* [Provided records]
------------------------------------------------------------

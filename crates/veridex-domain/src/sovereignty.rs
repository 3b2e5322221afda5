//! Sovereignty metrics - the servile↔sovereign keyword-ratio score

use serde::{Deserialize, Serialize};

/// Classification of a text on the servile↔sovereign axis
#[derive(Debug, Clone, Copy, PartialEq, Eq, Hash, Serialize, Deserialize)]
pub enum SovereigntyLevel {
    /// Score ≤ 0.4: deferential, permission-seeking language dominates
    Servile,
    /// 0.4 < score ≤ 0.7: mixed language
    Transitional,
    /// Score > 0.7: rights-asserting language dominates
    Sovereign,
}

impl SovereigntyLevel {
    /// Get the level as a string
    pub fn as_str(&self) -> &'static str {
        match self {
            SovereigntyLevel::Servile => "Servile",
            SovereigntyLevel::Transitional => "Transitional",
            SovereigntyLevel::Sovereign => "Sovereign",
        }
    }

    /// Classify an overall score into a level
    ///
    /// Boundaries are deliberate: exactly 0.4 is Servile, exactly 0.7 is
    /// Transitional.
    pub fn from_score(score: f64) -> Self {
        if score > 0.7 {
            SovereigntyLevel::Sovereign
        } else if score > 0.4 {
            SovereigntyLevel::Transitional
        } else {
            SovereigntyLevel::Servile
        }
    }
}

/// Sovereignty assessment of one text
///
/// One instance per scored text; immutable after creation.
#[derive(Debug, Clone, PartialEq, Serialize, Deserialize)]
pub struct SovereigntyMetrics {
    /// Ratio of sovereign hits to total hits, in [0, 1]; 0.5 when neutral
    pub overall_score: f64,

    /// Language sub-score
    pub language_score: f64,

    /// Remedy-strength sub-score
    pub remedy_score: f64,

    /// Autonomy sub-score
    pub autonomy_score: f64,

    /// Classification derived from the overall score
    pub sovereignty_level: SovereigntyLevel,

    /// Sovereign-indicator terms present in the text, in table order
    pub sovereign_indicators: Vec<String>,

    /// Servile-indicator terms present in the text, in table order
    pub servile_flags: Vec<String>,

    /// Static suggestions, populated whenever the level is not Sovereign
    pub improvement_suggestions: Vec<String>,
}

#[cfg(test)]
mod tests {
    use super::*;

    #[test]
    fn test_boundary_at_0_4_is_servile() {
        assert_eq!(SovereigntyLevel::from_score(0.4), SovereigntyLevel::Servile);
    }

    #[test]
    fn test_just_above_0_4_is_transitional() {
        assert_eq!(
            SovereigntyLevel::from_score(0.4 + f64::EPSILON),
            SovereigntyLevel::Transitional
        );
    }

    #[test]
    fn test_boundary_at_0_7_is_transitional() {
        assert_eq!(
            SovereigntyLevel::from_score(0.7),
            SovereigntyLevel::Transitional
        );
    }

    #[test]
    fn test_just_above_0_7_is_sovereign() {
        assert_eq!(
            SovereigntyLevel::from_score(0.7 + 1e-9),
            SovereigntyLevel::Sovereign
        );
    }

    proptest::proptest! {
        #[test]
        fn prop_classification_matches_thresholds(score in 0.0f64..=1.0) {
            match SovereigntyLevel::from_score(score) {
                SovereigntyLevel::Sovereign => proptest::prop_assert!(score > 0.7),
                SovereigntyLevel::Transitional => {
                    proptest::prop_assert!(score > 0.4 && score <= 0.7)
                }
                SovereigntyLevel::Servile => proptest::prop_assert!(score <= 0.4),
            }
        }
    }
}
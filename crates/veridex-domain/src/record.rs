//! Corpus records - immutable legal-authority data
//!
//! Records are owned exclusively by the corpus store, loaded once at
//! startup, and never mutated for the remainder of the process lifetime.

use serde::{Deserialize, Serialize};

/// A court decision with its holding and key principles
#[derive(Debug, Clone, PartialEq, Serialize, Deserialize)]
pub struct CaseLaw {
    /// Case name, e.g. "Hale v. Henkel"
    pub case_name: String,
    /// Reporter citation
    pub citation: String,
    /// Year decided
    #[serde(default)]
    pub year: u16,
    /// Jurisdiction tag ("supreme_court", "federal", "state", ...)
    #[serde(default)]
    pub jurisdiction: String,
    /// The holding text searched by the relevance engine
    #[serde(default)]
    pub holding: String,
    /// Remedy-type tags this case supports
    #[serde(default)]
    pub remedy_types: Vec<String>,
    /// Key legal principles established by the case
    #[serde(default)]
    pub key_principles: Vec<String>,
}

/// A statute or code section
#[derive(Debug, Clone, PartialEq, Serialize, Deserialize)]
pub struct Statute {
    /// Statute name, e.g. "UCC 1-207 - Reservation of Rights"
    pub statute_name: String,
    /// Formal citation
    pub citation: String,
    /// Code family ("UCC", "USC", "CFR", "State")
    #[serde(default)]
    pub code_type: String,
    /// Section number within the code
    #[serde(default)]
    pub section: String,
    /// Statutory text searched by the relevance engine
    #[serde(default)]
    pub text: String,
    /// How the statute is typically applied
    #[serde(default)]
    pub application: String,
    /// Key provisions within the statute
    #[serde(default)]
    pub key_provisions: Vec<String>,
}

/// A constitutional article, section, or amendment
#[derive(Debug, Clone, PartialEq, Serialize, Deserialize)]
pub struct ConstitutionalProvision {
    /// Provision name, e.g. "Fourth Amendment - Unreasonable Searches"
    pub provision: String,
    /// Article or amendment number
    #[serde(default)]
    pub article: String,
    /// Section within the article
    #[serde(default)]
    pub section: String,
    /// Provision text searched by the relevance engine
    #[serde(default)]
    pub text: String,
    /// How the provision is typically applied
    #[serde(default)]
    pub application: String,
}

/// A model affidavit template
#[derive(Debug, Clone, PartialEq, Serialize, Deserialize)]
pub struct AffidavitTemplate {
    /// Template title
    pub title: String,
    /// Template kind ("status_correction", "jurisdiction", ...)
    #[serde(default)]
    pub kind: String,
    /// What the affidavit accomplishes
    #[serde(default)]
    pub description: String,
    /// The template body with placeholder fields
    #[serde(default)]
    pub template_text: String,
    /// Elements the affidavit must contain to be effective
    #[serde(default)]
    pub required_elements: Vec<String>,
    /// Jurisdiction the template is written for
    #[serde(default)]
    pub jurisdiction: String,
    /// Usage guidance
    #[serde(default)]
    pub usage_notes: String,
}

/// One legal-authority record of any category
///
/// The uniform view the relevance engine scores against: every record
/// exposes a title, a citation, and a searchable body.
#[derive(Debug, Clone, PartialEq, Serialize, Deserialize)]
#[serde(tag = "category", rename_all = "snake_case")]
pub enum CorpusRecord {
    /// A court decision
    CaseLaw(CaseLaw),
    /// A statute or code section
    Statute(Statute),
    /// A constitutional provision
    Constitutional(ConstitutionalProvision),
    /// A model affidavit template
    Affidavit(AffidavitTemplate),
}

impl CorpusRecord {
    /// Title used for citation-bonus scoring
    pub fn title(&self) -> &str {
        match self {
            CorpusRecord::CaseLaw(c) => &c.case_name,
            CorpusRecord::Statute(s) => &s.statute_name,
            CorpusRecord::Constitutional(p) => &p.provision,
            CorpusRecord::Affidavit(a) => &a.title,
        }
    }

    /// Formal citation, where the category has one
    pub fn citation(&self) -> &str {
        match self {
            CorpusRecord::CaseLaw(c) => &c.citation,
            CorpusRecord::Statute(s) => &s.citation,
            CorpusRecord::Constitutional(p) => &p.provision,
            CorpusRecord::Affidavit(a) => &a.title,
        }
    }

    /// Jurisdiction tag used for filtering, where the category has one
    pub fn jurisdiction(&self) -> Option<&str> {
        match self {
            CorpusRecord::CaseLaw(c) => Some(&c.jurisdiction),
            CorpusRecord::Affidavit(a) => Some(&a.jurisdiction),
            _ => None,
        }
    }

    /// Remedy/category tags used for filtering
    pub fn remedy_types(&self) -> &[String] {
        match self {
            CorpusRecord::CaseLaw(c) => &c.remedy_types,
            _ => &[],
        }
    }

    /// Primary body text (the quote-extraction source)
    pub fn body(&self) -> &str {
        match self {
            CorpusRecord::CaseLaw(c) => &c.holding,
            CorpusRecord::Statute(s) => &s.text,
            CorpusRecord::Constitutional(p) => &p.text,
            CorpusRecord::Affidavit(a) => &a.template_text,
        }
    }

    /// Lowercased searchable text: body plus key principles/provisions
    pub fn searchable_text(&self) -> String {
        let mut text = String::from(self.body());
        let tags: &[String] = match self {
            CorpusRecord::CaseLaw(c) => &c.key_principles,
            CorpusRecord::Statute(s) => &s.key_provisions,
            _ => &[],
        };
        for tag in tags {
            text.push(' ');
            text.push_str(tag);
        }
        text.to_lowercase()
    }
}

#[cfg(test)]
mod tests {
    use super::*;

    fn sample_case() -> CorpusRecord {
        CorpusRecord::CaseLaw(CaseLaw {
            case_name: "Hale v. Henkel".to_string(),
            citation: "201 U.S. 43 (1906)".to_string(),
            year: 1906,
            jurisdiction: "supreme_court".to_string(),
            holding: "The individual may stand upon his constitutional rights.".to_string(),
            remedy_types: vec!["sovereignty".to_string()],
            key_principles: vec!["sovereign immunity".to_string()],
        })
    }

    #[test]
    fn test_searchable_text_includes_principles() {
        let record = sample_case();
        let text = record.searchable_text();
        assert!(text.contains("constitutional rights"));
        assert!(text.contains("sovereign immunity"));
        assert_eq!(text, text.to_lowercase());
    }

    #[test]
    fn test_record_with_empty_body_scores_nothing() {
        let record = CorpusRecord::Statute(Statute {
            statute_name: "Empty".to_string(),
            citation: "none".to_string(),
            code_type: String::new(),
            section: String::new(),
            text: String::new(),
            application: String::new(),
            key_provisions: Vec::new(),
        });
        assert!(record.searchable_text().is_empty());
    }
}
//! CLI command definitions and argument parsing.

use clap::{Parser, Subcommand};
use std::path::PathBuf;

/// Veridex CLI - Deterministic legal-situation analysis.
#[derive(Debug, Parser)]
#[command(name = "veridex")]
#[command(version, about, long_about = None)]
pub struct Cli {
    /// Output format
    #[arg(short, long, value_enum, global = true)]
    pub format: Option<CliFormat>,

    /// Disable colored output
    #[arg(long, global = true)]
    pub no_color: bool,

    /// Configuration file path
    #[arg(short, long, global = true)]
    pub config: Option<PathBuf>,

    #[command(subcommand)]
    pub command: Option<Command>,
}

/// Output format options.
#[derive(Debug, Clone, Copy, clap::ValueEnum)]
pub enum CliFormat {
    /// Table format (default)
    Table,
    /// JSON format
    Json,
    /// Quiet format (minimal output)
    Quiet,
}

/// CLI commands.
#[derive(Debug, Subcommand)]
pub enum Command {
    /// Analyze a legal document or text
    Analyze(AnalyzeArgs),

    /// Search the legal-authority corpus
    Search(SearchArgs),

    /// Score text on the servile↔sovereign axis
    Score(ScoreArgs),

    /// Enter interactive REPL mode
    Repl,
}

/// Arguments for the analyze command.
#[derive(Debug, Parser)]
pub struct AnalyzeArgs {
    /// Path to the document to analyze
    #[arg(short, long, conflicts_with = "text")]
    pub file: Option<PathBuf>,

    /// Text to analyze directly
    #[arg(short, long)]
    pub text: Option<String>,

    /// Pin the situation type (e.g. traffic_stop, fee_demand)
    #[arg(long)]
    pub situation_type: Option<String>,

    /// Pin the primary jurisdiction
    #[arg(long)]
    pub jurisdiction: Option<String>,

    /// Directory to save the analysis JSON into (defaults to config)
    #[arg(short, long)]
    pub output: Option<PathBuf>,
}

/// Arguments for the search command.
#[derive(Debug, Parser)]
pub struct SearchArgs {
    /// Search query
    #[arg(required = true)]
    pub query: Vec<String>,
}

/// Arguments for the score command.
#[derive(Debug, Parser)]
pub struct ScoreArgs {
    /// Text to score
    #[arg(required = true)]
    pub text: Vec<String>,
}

------------------------------------------------------------

* [Exercise instructions]
Take the line containing "the score command." and each line after it up to the last line of the listing, and print them exactly.

* [Answer below]
/// Arguments for the score command.
#[derive(Debug, Parser)]
pub struct ScoreArgs {
    /// Text to score
    #[arg(required = true)]
    pub text: Vec<String>,
}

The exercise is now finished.